I am using withUnsafeMutablePointer to get raw pointer from Data. Once I get a Pointer I follow these steps:
- I create a Wrapper using that Pointer.
- After that I increase it ARC and pass it as a opaque to C++
When I was on First Step if my thread get suspended and after some time if it resumes then is there a possibility that the Memory will get freed due to ARC.
Adding basic Code Flow depicting what i am doing.
public class DataHolder {
public init () {}
public var data_wrapper : Data?
}
func InternalReceiveHandler (_ pContent : Data?) -> Void {
var holder : DataHolder = DataHolder.init ()
withUnsafeMutablePointer (to : &pContent) { data_pointer in
holder.data_wrapper = Data.init (noBytesCopy : data_pointer, count : no_of_bytes, deallocator : .none)
return Unmanaged.passRetained (holder).toOpaque ()
}
}
Is there a possibility that when I am creating the wrapper my thread get suspended and when it get resumed the Memory the pointer was pointing can be freed by ARC.

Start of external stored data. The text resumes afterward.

//! # sitsgen_core
//!
//! Core types shared by the sitsgen crates.
//!
//! This crate provides:
//! - [`Seed`] for deterministic random number generation
//! - [`Split`] to name the train/valid/test subsets of an experiment
//! - [`PixelShape`] for the `(N, T, H, W, C)` layout of stacked frame batches
//! - [`FrameTransform`] and [`AnnotationTransform`] installed on dataset leaves
//! - Error types and common utilities
//!
//! ## Shape Convention
//!
//! Frame batches follow the convention `(N, T, H, W, C)`:
//! - `N`: Number of batches (one time series window each)
//! - `T`: Horizon (time steps)
//! - `H`, `W`: Spatial extent
//! - `C`: Channels
//!
//! ## Example
//!
//! ```rust,ignore
//! use sitsgen_core::{PixelShape, Seed};
//!
//! let seed = Seed::new(42);
//! let shape = PixelShape::new(4, 3, 32, 32, 2);
//! assert_eq!(shape.n_features(), 6);
//! ```

#![deny(unsafe_code)]
#![warn(missing_docs)]
#![warn(clippy::all)]

mod error;
mod seed;
mod shape;
mod split;
mod transform;

pub use error::{CoreError, Result};
pub use seed::Seed;
pub use shape::PixelShape;
pub use split::Split;
pub use transform::{
    normalize_frames, select_annotation_channel, AnnotationTransform, FrameTransform,
    LeafTransform, TransformSlot,
};

/// Label reserved for background pixels.
pub const BACKGROUND_LABEL: i64 = 0;
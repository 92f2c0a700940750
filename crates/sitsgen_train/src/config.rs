//! Pipeline configuration.
//!
//! Configurations are JSON documents:
//!
//! ```json
//! {
//!   "experiment": { "seed": 73, "split": [0.7, 0.15, 0.15] },
//!   "dataset": { "root": "data/toy_sar_to_optical" },
//!   "reference_classifier": {
//!     "train_set_size": 100000,
//!     "l2_weight": 0.01,
//!     "n_chunks": 10,
//!     "tol": 0.001,
//!     "seed": 73
//!   }
//! }
//! ```

use std::path::{Path, PathBuf};

use serde::{Deserialize, Serialize};

use crate::error::{Result, TrainError};

/// Experiment-level settings.
#[derive(Debug, Clone, PartialEq, Serialize, Deserialize)]
pub struct ExperimentConfig {
    /// Seed of the index split and of the pixel shuffle.
    pub seed: u64,
    /// Train, validation and optional test fractions.
    pub split: Vec<f32>,
}

impl Default for ExperimentConfig {
    fn default() -> Self {
        Self {
            seed: 42,
            split: vec![0.7, 0.15, 0.15],
        }
    }
}

/// Location of the generated views.
#[derive(Debug, Clone, Default, PartialEq, Serialize, Deserialize)]
pub struct DatasetConfig {
    /// Directory holding one subdirectory per view.
    pub root: PathBuf,
}

/// Hyperparameters of the reference pixel classifier.
#[derive(Debug, Clone, PartialEq, Serialize, Deserialize)]
pub struct ReferenceClassifierConfig {
    /// Cap on the number of training rows, all rows when unset.
    #[serde(default)]
    pub train_set_size: Option<usize>,
    /// Inverse L2 regularization strength.
    pub l2_weight: f64,
    /// Number of chunks the training rows are fitted in.
    pub n_chunks: usize,
    /// Solver tolerance on the relative weight change per epoch.
    pub tol: f64,
    /// Seed of the solver sample order.
    pub seed: u64,
    /// Maximum solver epochs per chunk.
    #[serde(default = "default_max_iter")]
    pub max_iter: usize,
}

fn default_max_iter() -> usize {
    1000
}

impl Default for ReferenceClassifierConfig {
    fn default() -> Self {
        Self {
            train_set_size: None,
            l2_weight: 1.0,
            n_chunks: 1,
            tol: 1e-4,
            seed: 42,
            max_iter: default_max_iter(),
        }
    }
}

impl ReferenceClassifierConfig {
    /// Check hyperparameter ranges.
    pub fn validate(&self) -> Result<()> {
        if self.n_chunks == 0 {
            return Err(TrainError::InvalidConfig("n_chunks must be at least 1".to_string()));
        }
        if self.l2_weight.is_nan() || self.l2_weight <= 0.0 {
            return Err(TrainError::InvalidConfig(format!(
                "l2_weight must be positive, got {}",
                self.l2_weight
            )));
        }
        if self.tol.is_nan() || self.tol <= 0.0 {
            return Err(TrainError::InvalidConfig(format!("tol must be positive, got {}", self.tol)));
        }
        if self.max_iter == 0 {
            return Err(TrainError::InvalidConfig("max_iter must be at least 1".to_string()));
        }
        Ok(())
    }
}

impl ExperimentConfig {
    /// Check split ratios.
    pub fn validate(&self) -> Result<()> {
        if !(2..=3).contains(&self.split.len()) {
            return Err(TrainError::InvalidConfig(format!(
                "split needs 2 or 3 ratios, got {}",
                self.split.len()
            )));
        }
        if self.split.iter().any(|&r| !(0.0..=1.0).contains(&r)) {
            return Err(TrainError::InvalidConfig(format!(
                "split ratios must lie in [0, 1], got {:?}",
                self.split
            )));
        }
        let total: f32 = self.split.iter().sum();
        if total > 1.0 + 1e-6 {
            return Err(TrainError::InvalidConfig(format!(
                "split ratios must sum to at most 1, got {}",
                total
            )));
        }
        Ok(())
    }
}

/// Full configuration of the reference classifier pipeline.
#[derive(Debug, Clone, Default, PartialEq, Serialize, Deserialize)]
pub struct PipelineConfig {
    /// Experiment-level settings.
    pub experiment: ExperimentConfig,
    /// Dataset location.
    pub dataset: DatasetConfig,
    /// Classifier hyperparameters.
    pub reference_classifier: ReferenceClassifierConfig,
}

impl PipelineConfig {
    /// Load and validate a configuration from a JSON file.
    pub fn load(path: impl AsRef<Path>) -> Result<Self> {
        let path = path.as_ref();
        let json = std::fs::read_to_string(path)?;
        let config: Self = serde_json::from_str(&json).map_err(|e| {
            TrainError::SerializationError(format!("Failed to parse {}: {}", path.display(), e))
        })?;
        config.validate()?;
        Ok(config)
    }

    /// Write the configuration as pretty JSON.
    pub fn save(&self, path: impl AsRef<Path>) -> Result<()> {
        let json = serde_json::to_string_pretty(self)
            .map_err(|e| TrainError::SerializationError(format!("Failed to serialize: {}", e)))?;
        std::fs::write(path, json)?;
        Ok(())
    }

    /// Check every section.
    pub fn validate(&self) -> Result<()> {
        self.experiment.validate()?;
        self.reference_classifier.validate()
    }
}
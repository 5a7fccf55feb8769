//! Initial-condition catalog.
//!
//! The self-consistency equations have several fixed points, so every sample
//! point is solved from a fixed, ordered set of seeds. Seed order matters: the
//! minimizer breaks free-energy ties in favour of the earliest seed.

use std::fmt;
use std::str::FromStr;

use crate::env::Environment;
use crate::error::{PhaseError, PhaseResult};

/// Which self-consistency problem is being solved, and therefore which seeds
/// are used.
#[derive(Debug, Clone, Copy, PartialEq, Eq, Default)]
pub enum SolverMode {
    /// One order parameter pair (`M`, `W`).
    #[default]
    SingleDof,
    /// Two coupled degrees of freedom (`M01`, `M02`).
    TwoDofCoupled,
    /// Two independent sub-systems, each with two degrees of freedom.
    /// `break_symmetry` adds a seed that saturates the opposite pairing.
    TwoDofIndependent { break_symmetry: bool },
}

impl SolverMode {
    /// Order-parameter keys a solved environment carries in this mode.
    pub fn order_keys(&self) -> &'static [&'static str] {
        match self {
            SolverMode::SingleDof => &["M", "W"],
            SolverMode::TwoDofCoupled => &["M01", "M02"],
            SolverMode::TwoDofIndependent { .. } => {
                &["M01", "M11", "M02", "M12", "W01", "W11", "W02", "W12"]
            }
        }
    }

    pub fn seeds(&self) -> Vec<Seed> {
        seeds(*self)
    }

    /// Request the symmetry-breaking seed. Only the independent mode has one;
    /// asking for it in any other mode is a configuration error.
    pub fn with_break_symmetry(self, break_symmetry: bool) -> PhaseResult<Self> {
        match (self, break_symmetry) {
            (mode, false) => Ok(mode),
            (SolverMode::TwoDofIndependent { .. }, true) => {
                Ok(SolverMode::TwoDofIndependent { break_symmetry: true })
            }
            (mode, true) => Err(PhaseError::Config(format!(
                "symmetry breaking needs the independent mode, not `{mode}`"
            ))),
        }
    }
}

impl fmt::Display for SolverMode {
    fn fmt(&self, f: &mut fmt::Formatter<'_>) -> fmt::Result {
        match self {
            SolverMode::SingleDof => write!(f, "single"),
            SolverMode::TwoDofCoupled => write!(f, "coupled"),
            SolverMode::TwoDofIndependent { break_symmetry: false } => write!(f, "independent"),
            SolverMode::TwoDofIndependent { break_symmetry: true } => {
                write!(f, "independent+break-symmetry")
            }
        }
    }
}

impl FromStr for SolverMode {
    type Err = String;

    fn from_str(s: &str) -> Result<Self, Self::Err> {
        match s {
            "single" => Ok(SolverMode::SingleDof),
            "coupled" => Ok(SolverMode::TwoDofCoupled),
            "independent" => Ok(SolverMode::TwoDofIndependent { break_symmetry: false }),
            "independent+break-symmetry" => {
                Ok(SolverMode::TwoDofIndependent { break_symmetry: true })
            }
            other => Err(format!(
                "unknown mode `{other}` (expected single, coupled, independent \
                 or independent+break-symmetry)"
            )),
        }
    }
}

/// A sub-variable the solver holds at zero while iterating.
#[derive(Debug, Clone, Copy, PartialEq, Eq, PartialOrd, Ord, Hash)]
pub enum Pin {
    M01,
    M11,
    M02,
    M12,
}

/// Per-seed solver steering.
#[derive(Debug, Clone, Default, PartialEq, Eq)]
pub struct FlagSet {
    pins: Vec<Pin>,
}

impl FlagSet {
    pub fn empty() -> Self {
        Self::default()
    }

    pub fn pinned(pins: &[Pin]) -> Self {
        let mut pins = pins.to_vec();
        pins.sort();
        pins.dedup();
        Self { pins }
    }

    pub fn is_pinned(&self, pin: Pin) -> bool {
        self.pins.contains(&pin)
    }

    pub fn pins(&self) -> &[Pin] {
        &self.pins
    }

    pub fn is_empty(&self) -> bool {
        self.pins.is_empty()
    }
}

/// Partial assignment of seed values; applied on top of a copy of the base.
#[derive(Debug, Clone, PartialEq)]
pub struct Overlay {
    values: Vec<(&'static str, f64)>,
}

impl Overlay {
    pub fn new(values: &[(&'static str, f64)]) -> Self {
        Self {
            values: values.to_vec(),
        }
    }

    pub fn values(&self) -> &[(&'static str, f64)] {
        &self.values
    }

    /// Deep copy of `base` with exactly this overlay's keys overwritten.
    pub fn apply(&self, base: &Environment) -> Environment {
        let mut env = base.clone();
        for &(key, value) in &self.values {
            env.set(key, value);
        }
        env
    }
}

#[derive(Debug, Clone, PartialEq)]
pub struct Seed {
    pub overlay: Overlay,
    pub flags: FlagSet,
}

impl Seed {
    fn new(values: &[(&'static str, f64)], pins: &[Pin]) -> Self {
        Self {
            overlay: Overlay::new(values),
            flags: FlagSet::pinned(pins),
        }
    }
}

// Body-independent overlays: (M01, M11, M02, M12) moments and the matching W
// values. Near-zero moments pair with W = 0.7.
fn independent(m01: f64, m11: f64, m02: f64, m12: f64) -> Seed {
    let w = |m: f64| if m < 0.5 { 0.7 } else { 1.0 };
    Seed::new(
        &[
            ("M01", m01),
            ("M11", m11),
            ("M02", m02),
            ("M12", m12),
            ("W01", w(m01)),
            ("W11", w(m11)),
            ("W02", w(m02)),
            ("W12", w(m12)),
        ],
        &[],
    )
}

/// Ordered seeds for `mode`.
pub fn seeds(mode: SolverMode) -> Vec<Seed> {
    const SMALL: f64 = 0.01;
    const SAT: f64 = 1.0;

    match mode {
        SolverMode::SingleDof => vec![
            Seed::new(&[("M", SMALL), ("W", SMALL)], &[]),
            Seed::new(&[("M", SAT), ("W", SAT)], &[]),
        ],
        SolverMode::TwoDofCoupled => {
            let both = [("M01", SAT), ("M02", SAT)];
            vec![
                Seed::new(&both, &[]),
                Seed::new(&both, &[Pin::M01, Pin::M02]),
                Seed::new(&both, &[Pin::M02]),
            ]
        }
        SolverMode::TwoDofIndependent { break_symmetry } => {
            let mut seeds = vec![
                independent(SAT, SAT, SAT, SAT),
                independent(SMALL, SMALL, SMALL, SMALL),
                independent(SAT, SAT, SMALL, SMALL),
                independent(SAT, SAT, SAT, SMALL),
                independent(SAT, SAT, SMALL, SAT),
            ];
            if break_symmetry {
                seeds.push(independent(SMALL, SMALL, SAT, SAT));
            }
            seeds
        }
    }
}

I’m not sure I understand the snippet you posted. Specifically, you have a return
statement at the end of the closure but it’s not clear what that’s for. So, I’m going to post some examples of stuff that’s safe and stuff that’s not.
Before I do that, however, I’m concerned about this:
withUnsafeMutablePointer (to : &pContent) { … }
That doesn’t get you a pointer to the bytes held in the Data
value, but rather a pointer to the Data
value itself. That’s generally not what you want. Rather, you’d typically write this:
data.withUnsafeBytes { … }
With that caveat, let’s look at some examples. Imagine you have a C function that takes a pointer and a counter. It gets imported into Swift like so:
func myLegacyCFunction(_ pointer: UnsafeRawPointer, _ count: Int)
You then want to call it with the bytes in a Data
value. This code is correct:
func testOK(data: Data) {
data.withUnsafeBytes { buf in
myLegacyCFunction(buf.baseAddress!, buf.count)
}
}
OTOH, this code is incorrect:
func testNG(data: Data) {
let pointer = data.withUnsafeBytes { buf in
buf.baseAddress!
}
myLegacyCFunction(pointer, data.count)
}
The buf.baseAddress
value is only valid in the closure. The testNG(…)
function escapes the value from the closure, and thus will encounter Very Bad Things™.